_WHAT YOU ARE ASKED TO DO_
Every line of the following records that includes "Serialize" should be copied.

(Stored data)
::::::::::

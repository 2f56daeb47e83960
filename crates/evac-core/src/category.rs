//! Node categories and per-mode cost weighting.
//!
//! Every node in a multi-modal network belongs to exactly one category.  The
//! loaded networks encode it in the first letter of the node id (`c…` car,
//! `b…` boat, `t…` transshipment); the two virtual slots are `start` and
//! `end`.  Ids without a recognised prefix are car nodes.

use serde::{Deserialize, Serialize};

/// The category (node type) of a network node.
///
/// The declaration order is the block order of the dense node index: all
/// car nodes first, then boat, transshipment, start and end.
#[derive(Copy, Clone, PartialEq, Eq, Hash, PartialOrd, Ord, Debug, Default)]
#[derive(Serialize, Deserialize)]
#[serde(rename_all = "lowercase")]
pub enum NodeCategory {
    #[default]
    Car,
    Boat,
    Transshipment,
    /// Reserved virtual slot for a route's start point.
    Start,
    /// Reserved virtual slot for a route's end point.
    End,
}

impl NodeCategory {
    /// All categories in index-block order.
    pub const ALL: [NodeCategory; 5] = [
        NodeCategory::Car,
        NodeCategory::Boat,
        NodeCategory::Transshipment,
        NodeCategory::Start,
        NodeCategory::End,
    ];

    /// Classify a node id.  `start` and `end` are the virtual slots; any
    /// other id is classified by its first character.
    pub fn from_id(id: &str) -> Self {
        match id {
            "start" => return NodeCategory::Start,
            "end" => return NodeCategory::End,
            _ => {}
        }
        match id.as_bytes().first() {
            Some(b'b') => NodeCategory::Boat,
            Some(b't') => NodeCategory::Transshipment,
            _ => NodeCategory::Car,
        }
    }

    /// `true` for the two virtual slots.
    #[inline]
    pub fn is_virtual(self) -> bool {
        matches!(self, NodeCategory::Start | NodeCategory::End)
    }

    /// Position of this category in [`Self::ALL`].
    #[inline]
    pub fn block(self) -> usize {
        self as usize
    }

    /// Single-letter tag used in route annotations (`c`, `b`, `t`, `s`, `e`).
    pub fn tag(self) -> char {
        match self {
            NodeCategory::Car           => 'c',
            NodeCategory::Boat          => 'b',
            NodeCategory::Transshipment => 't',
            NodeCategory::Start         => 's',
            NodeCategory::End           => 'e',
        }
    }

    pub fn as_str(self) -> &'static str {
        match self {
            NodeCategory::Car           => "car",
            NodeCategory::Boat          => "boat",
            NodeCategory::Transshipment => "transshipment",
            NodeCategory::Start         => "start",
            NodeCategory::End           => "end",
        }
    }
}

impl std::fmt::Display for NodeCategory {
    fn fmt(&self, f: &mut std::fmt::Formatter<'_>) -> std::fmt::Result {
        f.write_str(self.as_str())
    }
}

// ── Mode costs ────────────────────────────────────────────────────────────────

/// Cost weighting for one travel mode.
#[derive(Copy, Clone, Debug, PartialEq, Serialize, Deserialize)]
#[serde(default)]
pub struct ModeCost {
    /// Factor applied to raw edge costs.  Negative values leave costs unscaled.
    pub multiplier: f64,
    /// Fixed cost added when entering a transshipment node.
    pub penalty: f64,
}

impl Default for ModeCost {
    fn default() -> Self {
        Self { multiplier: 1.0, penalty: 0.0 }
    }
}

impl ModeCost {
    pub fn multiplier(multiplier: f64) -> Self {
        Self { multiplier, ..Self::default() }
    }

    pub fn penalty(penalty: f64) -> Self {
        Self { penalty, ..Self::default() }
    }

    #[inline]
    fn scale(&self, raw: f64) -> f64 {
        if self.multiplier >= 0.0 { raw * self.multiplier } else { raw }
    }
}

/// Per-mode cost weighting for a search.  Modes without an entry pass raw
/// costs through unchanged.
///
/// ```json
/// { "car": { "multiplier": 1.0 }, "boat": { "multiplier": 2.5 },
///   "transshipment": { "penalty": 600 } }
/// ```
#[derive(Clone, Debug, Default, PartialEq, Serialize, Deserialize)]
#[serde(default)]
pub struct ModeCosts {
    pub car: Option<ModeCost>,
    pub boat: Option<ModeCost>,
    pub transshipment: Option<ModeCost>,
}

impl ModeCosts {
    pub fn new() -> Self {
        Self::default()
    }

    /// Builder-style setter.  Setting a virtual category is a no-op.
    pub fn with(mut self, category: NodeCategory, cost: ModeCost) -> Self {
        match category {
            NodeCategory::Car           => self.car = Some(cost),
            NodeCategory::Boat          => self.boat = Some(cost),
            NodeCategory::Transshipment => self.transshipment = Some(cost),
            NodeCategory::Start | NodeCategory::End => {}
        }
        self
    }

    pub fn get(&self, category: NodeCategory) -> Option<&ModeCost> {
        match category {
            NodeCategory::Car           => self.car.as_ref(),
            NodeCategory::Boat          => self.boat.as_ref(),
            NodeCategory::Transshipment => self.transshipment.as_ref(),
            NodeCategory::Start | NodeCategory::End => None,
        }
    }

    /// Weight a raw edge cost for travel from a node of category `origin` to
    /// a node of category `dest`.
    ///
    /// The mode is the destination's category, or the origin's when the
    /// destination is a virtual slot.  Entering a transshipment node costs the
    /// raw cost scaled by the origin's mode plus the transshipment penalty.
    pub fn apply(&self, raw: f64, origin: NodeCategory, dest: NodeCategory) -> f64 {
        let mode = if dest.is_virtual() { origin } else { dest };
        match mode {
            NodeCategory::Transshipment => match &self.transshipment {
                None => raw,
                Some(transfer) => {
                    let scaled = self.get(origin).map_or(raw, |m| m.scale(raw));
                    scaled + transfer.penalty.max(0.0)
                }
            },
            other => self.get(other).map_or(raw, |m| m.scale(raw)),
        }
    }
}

::::::::::

_ANSWER FOR THE TASK_
use serde::{Deserialize, Serialize};
#[derive(Serialize, Deserialize)]
#[derive(Copy, Clone, Debug, PartialEq, Serialize, Deserialize)]
#[derive(Clone, Debug, Default, PartialEq, Serialize, Deserialize)]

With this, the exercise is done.